Items from a data source:
·····
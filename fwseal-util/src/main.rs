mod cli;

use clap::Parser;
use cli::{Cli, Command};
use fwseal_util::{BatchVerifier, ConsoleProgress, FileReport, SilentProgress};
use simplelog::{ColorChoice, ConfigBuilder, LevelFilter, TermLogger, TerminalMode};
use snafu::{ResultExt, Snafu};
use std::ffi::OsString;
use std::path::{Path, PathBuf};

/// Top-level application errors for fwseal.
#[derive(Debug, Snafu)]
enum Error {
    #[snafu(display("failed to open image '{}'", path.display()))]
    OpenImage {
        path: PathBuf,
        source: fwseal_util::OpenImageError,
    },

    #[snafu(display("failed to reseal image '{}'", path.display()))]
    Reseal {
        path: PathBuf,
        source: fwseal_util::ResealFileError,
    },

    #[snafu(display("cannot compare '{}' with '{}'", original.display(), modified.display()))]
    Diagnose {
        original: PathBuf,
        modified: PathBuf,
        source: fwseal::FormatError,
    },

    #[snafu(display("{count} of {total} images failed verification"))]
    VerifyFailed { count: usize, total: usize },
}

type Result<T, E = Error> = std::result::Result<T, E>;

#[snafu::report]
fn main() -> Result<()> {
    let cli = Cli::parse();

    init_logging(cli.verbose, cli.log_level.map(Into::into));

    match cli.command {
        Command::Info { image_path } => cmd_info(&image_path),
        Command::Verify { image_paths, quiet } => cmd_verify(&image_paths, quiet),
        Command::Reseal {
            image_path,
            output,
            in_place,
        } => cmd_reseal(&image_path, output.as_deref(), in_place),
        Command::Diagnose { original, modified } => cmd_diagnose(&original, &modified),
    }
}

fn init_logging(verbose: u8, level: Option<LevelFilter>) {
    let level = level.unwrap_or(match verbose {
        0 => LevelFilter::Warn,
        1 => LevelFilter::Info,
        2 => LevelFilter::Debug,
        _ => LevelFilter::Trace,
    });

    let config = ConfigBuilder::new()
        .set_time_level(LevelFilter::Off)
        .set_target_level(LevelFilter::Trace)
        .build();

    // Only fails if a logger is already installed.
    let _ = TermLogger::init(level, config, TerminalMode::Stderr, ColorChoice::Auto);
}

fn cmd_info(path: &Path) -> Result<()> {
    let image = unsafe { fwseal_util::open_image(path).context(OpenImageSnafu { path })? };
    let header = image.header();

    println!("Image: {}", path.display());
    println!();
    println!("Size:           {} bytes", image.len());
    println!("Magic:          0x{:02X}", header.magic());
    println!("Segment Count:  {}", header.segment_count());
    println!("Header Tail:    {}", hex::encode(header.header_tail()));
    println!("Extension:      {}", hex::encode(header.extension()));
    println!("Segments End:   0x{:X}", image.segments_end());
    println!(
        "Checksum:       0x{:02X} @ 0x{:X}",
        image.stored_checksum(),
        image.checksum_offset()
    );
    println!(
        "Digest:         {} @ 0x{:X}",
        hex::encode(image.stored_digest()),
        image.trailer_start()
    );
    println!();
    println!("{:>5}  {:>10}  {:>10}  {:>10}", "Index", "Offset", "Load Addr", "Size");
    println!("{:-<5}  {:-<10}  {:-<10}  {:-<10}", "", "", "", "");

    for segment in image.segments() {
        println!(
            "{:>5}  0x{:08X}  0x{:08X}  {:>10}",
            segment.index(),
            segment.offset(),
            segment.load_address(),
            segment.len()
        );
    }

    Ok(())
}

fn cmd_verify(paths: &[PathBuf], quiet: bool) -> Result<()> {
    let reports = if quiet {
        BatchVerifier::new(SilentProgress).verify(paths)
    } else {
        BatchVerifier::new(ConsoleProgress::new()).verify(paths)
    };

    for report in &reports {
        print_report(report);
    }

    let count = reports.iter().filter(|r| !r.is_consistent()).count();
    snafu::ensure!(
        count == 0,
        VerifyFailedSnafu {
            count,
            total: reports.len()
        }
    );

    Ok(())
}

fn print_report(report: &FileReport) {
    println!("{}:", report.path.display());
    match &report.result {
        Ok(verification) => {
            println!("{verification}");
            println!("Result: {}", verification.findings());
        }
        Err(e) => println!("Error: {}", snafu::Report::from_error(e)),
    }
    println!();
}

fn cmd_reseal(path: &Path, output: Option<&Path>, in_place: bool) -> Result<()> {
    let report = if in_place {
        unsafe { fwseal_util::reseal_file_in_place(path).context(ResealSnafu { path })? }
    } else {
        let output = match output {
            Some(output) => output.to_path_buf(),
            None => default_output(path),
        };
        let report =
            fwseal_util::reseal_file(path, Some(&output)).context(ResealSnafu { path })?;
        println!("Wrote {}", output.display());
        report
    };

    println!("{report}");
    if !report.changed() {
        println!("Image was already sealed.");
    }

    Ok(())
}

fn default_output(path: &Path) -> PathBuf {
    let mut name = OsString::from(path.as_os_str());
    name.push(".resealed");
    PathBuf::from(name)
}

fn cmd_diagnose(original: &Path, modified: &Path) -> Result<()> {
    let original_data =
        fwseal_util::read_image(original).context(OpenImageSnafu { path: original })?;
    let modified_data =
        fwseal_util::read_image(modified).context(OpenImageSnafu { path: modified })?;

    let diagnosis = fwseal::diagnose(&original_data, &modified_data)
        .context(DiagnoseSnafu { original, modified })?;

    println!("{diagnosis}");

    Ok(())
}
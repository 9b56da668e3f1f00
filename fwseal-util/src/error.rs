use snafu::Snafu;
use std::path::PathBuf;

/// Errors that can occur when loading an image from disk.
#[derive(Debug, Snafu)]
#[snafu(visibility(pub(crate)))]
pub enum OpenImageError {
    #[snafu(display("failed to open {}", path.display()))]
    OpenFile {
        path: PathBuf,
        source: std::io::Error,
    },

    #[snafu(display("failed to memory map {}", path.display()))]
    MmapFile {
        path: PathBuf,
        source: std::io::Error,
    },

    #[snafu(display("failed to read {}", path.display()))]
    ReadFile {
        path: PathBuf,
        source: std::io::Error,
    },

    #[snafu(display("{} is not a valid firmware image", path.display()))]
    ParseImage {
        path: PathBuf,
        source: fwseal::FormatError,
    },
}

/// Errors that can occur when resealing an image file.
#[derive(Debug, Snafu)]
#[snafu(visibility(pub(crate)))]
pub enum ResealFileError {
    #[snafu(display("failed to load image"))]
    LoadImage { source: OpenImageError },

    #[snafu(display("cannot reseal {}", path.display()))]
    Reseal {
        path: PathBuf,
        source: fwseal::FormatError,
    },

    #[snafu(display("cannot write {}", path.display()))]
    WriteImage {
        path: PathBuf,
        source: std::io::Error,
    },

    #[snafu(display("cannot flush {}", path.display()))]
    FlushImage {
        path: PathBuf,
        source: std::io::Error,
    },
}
·····
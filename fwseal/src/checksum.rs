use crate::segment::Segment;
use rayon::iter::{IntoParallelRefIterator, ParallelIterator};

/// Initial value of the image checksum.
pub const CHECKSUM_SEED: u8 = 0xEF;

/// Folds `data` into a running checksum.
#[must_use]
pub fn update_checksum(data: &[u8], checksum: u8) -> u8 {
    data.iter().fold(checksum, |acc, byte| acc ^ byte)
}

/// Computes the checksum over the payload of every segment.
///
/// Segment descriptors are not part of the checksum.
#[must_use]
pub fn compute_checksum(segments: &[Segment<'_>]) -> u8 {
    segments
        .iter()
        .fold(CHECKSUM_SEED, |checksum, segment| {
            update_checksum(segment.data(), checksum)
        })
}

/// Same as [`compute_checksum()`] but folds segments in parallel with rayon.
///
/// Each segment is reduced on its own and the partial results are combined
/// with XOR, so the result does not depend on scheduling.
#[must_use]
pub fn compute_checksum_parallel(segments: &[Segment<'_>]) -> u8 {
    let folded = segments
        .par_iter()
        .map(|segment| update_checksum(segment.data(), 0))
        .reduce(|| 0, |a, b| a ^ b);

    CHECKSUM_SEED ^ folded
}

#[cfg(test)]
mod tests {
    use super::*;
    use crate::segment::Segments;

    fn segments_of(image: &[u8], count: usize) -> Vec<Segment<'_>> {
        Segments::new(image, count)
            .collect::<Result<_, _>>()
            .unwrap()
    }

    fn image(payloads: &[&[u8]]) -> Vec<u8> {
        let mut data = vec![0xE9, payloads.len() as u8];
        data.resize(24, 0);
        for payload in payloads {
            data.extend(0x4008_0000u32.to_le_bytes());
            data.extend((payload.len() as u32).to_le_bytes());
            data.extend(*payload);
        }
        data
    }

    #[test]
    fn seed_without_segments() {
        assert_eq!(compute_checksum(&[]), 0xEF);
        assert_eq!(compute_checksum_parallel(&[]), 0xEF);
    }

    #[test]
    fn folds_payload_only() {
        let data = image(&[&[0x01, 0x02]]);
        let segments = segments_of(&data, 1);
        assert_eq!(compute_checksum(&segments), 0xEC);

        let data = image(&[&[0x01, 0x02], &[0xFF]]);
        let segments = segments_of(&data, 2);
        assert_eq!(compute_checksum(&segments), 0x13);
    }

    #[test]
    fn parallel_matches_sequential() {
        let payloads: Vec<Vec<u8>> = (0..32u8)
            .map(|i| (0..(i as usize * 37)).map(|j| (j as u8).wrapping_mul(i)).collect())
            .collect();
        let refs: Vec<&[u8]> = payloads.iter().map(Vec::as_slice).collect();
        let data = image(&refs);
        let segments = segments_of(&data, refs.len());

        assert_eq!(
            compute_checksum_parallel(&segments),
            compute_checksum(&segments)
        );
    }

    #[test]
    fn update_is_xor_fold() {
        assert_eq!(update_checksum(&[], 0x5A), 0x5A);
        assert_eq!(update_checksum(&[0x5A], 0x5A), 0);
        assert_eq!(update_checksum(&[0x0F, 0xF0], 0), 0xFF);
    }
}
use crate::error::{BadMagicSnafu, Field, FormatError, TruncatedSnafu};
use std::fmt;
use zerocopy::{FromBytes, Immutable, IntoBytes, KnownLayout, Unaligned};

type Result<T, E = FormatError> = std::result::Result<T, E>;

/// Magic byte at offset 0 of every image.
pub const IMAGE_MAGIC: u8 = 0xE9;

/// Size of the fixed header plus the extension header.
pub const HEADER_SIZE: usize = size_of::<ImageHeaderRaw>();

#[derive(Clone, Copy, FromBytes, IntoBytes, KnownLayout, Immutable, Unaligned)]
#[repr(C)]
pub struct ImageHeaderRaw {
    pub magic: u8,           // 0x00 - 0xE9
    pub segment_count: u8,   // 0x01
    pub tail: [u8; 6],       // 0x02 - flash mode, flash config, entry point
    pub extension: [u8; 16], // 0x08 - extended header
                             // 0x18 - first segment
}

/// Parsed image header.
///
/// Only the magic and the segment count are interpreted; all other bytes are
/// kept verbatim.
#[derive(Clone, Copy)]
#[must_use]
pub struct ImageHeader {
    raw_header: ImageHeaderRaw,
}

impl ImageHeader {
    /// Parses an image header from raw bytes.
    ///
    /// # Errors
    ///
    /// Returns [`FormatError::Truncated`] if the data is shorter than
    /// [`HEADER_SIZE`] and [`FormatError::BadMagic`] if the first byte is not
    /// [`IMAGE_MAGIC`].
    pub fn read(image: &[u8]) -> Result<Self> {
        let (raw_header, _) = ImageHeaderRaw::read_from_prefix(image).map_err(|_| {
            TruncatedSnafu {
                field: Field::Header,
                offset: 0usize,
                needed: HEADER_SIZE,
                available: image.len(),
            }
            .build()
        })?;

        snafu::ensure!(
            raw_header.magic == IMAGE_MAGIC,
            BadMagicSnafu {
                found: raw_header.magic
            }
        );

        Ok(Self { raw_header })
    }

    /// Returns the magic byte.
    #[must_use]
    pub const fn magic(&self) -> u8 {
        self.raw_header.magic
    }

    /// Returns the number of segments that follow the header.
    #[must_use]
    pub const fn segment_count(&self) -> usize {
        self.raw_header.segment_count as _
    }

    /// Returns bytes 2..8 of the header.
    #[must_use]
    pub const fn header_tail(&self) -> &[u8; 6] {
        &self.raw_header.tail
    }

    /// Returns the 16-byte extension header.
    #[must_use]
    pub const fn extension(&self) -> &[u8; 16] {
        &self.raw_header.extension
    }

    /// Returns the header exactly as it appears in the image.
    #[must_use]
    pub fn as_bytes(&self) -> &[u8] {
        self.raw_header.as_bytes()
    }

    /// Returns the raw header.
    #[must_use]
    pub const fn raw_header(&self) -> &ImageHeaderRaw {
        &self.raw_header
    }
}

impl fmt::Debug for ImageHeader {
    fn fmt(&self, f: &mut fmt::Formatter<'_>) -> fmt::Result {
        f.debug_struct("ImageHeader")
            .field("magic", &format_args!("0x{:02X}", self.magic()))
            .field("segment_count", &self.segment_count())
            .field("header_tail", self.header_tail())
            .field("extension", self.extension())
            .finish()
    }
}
·····
--- ASSIGNED TASK ---
Lines with "TerminalMode": find them in the data and copy each one.

--- RESULT OF THE TASK ---
use simplelog::{ColorChoice, ConfigBuilder, LevelFilter, TermLogger, TerminalMode};
    let _ = TermLogger::init(level, config, TerminalMode::Stderr, ColorChoice::Auto);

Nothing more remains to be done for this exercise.